4. "Clinton continued in this vein and helped shepherd the expansion of NATO while prodding it into a new role, and also offering American encouragement to the expansion and transformation of the European Union."
I would argue Bush also shepherded the expansion of NATO, only more successfully. The continued expansion east and the negotiations over missile defense will protect the new eastern European democracies against Russian pressure.
5."Bush argued that we should view the broadly and vaguely defined "war on terror" as the organizing principle of our foreign policy, and asserted that America's crucial nonproliferation goals would be advanced not by strengthening the existing treaties and institutions (like the Nuclear Non-Proliferation Treaty and its International Atomic Energy Agency)"
If the Democrats solution to the specter of mass casualty terrorism is to "strengthen" the NPT, then they will lose. American citizens are not going to rely on a decades old treaty that those who pose the greatest danger to us have no intention of obeying. Take the Iraq war for example. As much as you malign Bush for his unilateralism, had we given in to the French and the Russians, what message would that have sent? It would have meant, yet again, that the "international community" is not willing to enforce UNSC resolutions. For the kind of liberal international legalism you support to work, someone has to actually provide enforcement. Very few countries are willing to do this. How do propose to change this fact? Do you have some idea for how to get the Russians and Chinese to sacrifice their money and national interests in order to enforce international law? I'd be fascinated to hear it. Especially considering that these two regimes violate international law daily.

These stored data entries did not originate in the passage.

//! Pixel states of a monochrome OLED

use core::ops::Not;

#[cfg(feature = "graphics")]
use embedded_graphics_core::pixelcolor::BinaryColor;

/// State of a single pixel, a lit (`On`) or dark (`Off`) OLED segment
#[derive(Clone, Copy, PartialEq, Eq, Debug, Default, Hash)]
pub enum PixelState {
    /// Pixel is dark
    #[default]
    Off,
    /// Pixel is lit
    On,
}

impl PixelState {
    /// Byte filling a whole page column with this state
    pub const fn fill_byte(self) -> u8 {
        match self {
            PixelState::On => 0xFF,
            PixelState::Off => 0x00,
        }
    }

    /// `true` for [`PixelState::On`]
    pub const fn is_on(self) -> bool {
        matches!(self, PixelState::On)
    }
}

/// The complement, used for the unset bits of a glyph cell
impl Not for PixelState {
    type Output = PixelState;

    fn not(self) -> Self::Output {
        match self {
            PixelState::On => PixelState::Off,
            PixelState::Off => PixelState::On,
        }
    }
}

impl From<bool> for PixelState {
    fn from(on: bool) -> Self {
        if on {
            PixelState::On
        } else {
            PixelState::Off
        }
    }
}

impl From<PixelState> for bool {
    fn from(state: PixelState) -> Self {
        state.is_on()
    }
}

#[cfg(feature = "graphics")]
impl From<BinaryColor> for PixelState {
    fn from(color: BinaryColor) -> Self {
        match color {
            BinaryColor::On => PixelState::On,
            BinaryColor::Off => PixelState::Off,
        }
    }
}

#[cfg(feature = "graphics")]
impl From<PixelState> for BinaryColor {
    fn from(state: PixelState) -> Self {
        match state {
            PixelState::On => BinaryColor::On,
            PixelState::Off => BinaryColor::Off,
        }
    }
}
//! A simple Driver for SSD1306 based monochrome OLED displays
//!
//! The crate keeps a page-addressed framebuffer in memory, draws pixels, full-width and
//! full-height lines and bitmap-font text into it, and flushes it to the controller over I2C
//! or 4-wire SPI.
//!
//! It uses the [embedded hal](https://github.com/rust-embedded/embedded-hal) and, with the
//! `graphics` feature, implements the `DrawTarget` trait from
//! [embedded-graphics](https://github.com/embedded-graphics/embedded-graphics).
//!
//! # Example
//!
//!```rust, no_run
//!# use embedded_hal_mock::eh1::*;
//!# fn main() -> Result<(), embedded_hal::i2c::ErrorKind> {
//!use ssd1306_page::{prelude::*, ssd1306::*};
//!
//!# let expectations: [i2c::Transaction; 0] = [];
//!# let i2c = i2c::Mock::new(&expectations);
//!let interface = I2cInterface::new(i2c);
//!let mut oled: Ssd1306<_> = Ssd1306::new(interface, Config::default());
//!let mut display = Display128x64::default();
//!
//!// Setup the controller, clears and flushes the framebuffer
//!oled.init(&mut display)?;
//!
//!const FONT: Font<'static> = Font::new(0x30, 1, 1, &[1], &[0x80]);
//!display.set_cursor(0, 0);
//!display.draw_string("000", &FONT, PixelState::On);
//!display.draw_hline(8, PixelState::On);
//!
//!oled.display_frame(&display)?;
//!oled.power_save(true)?;
//!# Ok(())
//!# }
//!```
//!
//! # References
//!
//! - [SSD1306 Datasheet](https://cdn-shop.adafruit.com/datasheets/SSD1306.pdf)
//!
#![no_std]
#![deny(missing_docs)]

#[cfg(test)]
extern crate std;

pub mod color;
pub mod font;
pub mod graphics;
pub mod interface;
pub mod ssd1306;
pub mod text;

/// Includes everything important besides the chosen display
pub mod prelude {
    pub use crate::color::PixelState;
    pub use crate::font::{Font, Glyph};
    pub use crate::graphics::Display;
    pub use crate::interface::{DisplayInterface, I2cInterface, SpiInterface};
    pub use crate::text::Cursor;
}

/// Computes the needed buffer length. Takes care of rounding up in case `height`
/// is not divisible by 8.
///
/// Every byte covers a column of 8 vertically stacked pixels (bit 0 on top), one row of
/// `width` bytes makes up a page:
///
/// ```text
///          width
/// <------------------------>
/// [page 0, x=0][x=1]...[x=w-1]  ^
/// [page 1, x=0][x=1]...[x=w-1]  | height / 8
/// [page 2, x=0][x=1]...[x=w-1]  v
/// ```
pub const fn buffer_len(width: usize, height: usize) -> usize {
    height.div_ceil(8) * width
}
//! Page-addressed framebuffer and primitive drawing

use crate::color::PixelState;
use crate::text::Cursor;
use bit_field::BitField;

#[cfg(feature = "graphics")]
use embedded_graphics_core::{pixelcolor::BinaryColor, prelude::*};

/// Display buffer used for drawing, rendered on the OLED with
/// [`Ssd1306::display_frame`](crate::ssd1306::Ssd1306::display_frame)
///
/// - WIDTH: width in pixels
/// - HEIGHT: height in pixels
/// - BYTECOUNT: This is redundant with previous data and should be removed when const generic
///   expressions are stabilized, use [`crate::buffer_len`]
///
/// The buffer is organized in pages: each page is a row of `WIDTH` bytes and every byte holds
/// 8 vertically stacked pixels, bit 0 being the topmost one. Pixel `(x, y)` therefore lives in
/// byte `x + (y / 8) * WIDTH`, bit `y % 8`.
///
/// Nothing drawn outside of the buffer is an error: out of range pixels, lines and glyphs are
/// silently dropped.
///
/// A `BYTECOUNT` other than `buffer_len(WIDTH, HEIGHT)` is rejected at build time:
///
/// ```compile_fail
/// use ssd1306_page::graphics::Display;
///
/// let display = Display::<128, 64, 512>::default();
/// ```
pub struct Display<const WIDTH: u32, const HEIGHT: u32, const BYTECOUNT: usize> {
    buffer: [u8; BYTECOUNT],
    pub(crate) cursor: Cursor,
}

impl<const WIDTH: u32, const HEIGHT: u32, const BYTECOUNT: usize> Default
    for Display<WIDTH, HEIGHT, BYTECOUNT>
{
    /// Initialize the display with every pixel [`PixelState::Off`] and the cursor at the origin
    // inline is necessary here to allow heap allocation via Box on stack limited programs
    #[inline(always)]
    fn default() -> Self {
        let () = Self::BUFFER_LEN_MATCHES;
        Self {
            buffer: [0u8; BYTECOUNT],
            cursor: Cursor::default(),
        }
    }
}

/// For use with embedded_graphics
#[cfg(feature = "graphics")]
impl<const WIDTH: u32, const HEIGHT: u32, const BYTECOUNT: usize> DrawTarget
    for Display<WIDTH, HEIGHT, BYTECOUNT>
{
    type Color = BinaryColor;
    type Error = core::convert::Infallible;

    fn draw_iter<I>(&mut self, pixels: I) -> Result<(), Self::Error>
    where
        I: IntoIterator<Item = Pixel<Self::Color>>,
    {
        for Pixel(point, color) in pixels {
            // negative coordinates are clipped like any other out of range pixel
            if let (Ok(x), Ok(y)) = (u32::try_from(point.x), u32::try_from(point.y)) {
                self.set_pixel(x, y, color.into());
            }
        }
        Ok(())
    }

    fn clear(&mut self, color: Self::Color) -> Result<(), Self::Error> {
        self.fill(color.into());
        Ok(())
    }
}

/// For use with embedded_graphics
#[cfg(feature = "graphics")]
impl<const WIDTH: u32, const HEIGHT: u32, const BYTECOUNT: usize> OriginDimensions
    for Display<WIDTH, HEIGHT, BYTECOUNT>
{
    fn size(&self) -> Size {
        Size::new(WIDTH, HEIGHT)
    }
}

impl<const WIDTH: u32, const HEIGHT: u32, const BYTECOUNT: usize>
    Display<WIDTH, HEIGHT, BYTECOUNT>
{
    // every in range pixel must be backed by a byte of the buffer
    const BUFFER_LEN_MATCHES: () = assert!(
        BYTECOUNT == crate::buffer_len(WIDTH as usize, HEIGHT as usize),
        "BYTECOUNT must be buffer_len(WIDTH, HEIGHT)"
    );

    /// get internal buffer to use it (to flush it to the oled)
    pub fn buffer(&self) -> &[u8] {
        &self.buffer
    }

    /// Width in pixels
    pub const fn width(&self) -> u32 {
        WIDTH
    }

    /// Height in pixels
    pub const fn height(&self) -> u32 {
        HEIGHT
    }

    /// Number of 8 pixel tall pages
    pub const fn pages(&self) -> u32 {
        HEIGHT.div_ceil(8)
    }

    /// Sets every pixel to `state`
    pub fn fill(&mut self, state: PixelState) {
        self.buffer.fill(state.fill_byte());
    }

    /// Set a specific pixel, ignored if `(x, y)` is outside of the display
    pub fn set_pixel(&mut self, x: u32, y: u32, state: PixelState) {
        if let Some(index) = byte_index(WIDTH, HEIGHT, x, y) {
            self.buffer[index].set_bit((y % 8) as usize, state.is_on());
        }
    }

    /// Get a specific pixel, `None` if `(x, y)` is outside of the display
    pub fn get_pixel(&self, x: u32, y: u32) -> Option<PixelState> {
        byte_index(WIDTH, HEIGHT, x, y)
            .map(|index| self.buffer[index].get_bit((y % 8) as usize).into())
    }

    /// Draws a line spanning the full height at column `x`
    ///
    /// Whole page bytes are written, so this is 8 times cheaper than setting the pixels one by
    /// one. Ignored if `x` is outside of the display.
    pub fn draw_vline(&mut self, x: u32, state: PixelState) {
        if x >= WIDTH {
            return;
        }
        let value = state.fill_byte();
        for page in 0..self.pages() {
            self.buffer[(x + page * WIDTH) as usize] = value;
        }
    }

    /// Draws a line spanning the full width at row `y`, ignored if `y` is outside of the display
    pub fn draw_hline(&mut self, y: u32, state: PixelState) {
        if y >= HEIGHT {
            return;
        }
        let mask = 1u8 << (y % 8);
        let start = ((y / 8) * WIDTH) as usize;
        for byte in &mut self.buffer[start..start + WIDTH as usize] {
            match state {
                PixelState::On => *byte |= mask,
                PixelState::Off => *byte &= !mask,
            }
        }
    }
}

// Position of the byte holding pixel (x, y), `None` when out of range.
fn byte_index(width: u32, height: u32, x: u32, y: u32) -> Option<usize> {
    if x >= width || y >= height {
        return None;
    }
    Some(x as usize + (y / 8) as usize * width as usize)
}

To the two (or perhaps one) numbnuts who posted here, may I point out that Matt specifically requested anybody who had questions about HITS or criticisms should email him and he would respond on his blog.
So I emailed him my standard two questions on Iran, which he has been ducking for months.
He hasn't responded, thus making him both a liar and an intellectual coward.
Q.E.D.
Since I can't recall either of you posting any significant comments here in the recent past, you're not "regulars" here, but trolls.
So the two of you can STFU.
Comments closed May 29, 2008.

Good interview in the DCist. I think your next project should be writing a minibook documenting the history of Bill Clinton's "opposition" to the Iraq War. I think that is one butterfly that should be pinned to the board of history right now or it's going to get fly away in revisionist history. The fact that the preeminent Democrat in our nation is so completely full of shit when it comes to describing his own role in the selling of the war is something that I think should be documented.
Publish it as a PDF for $5 a pop and you earn millions! Or less!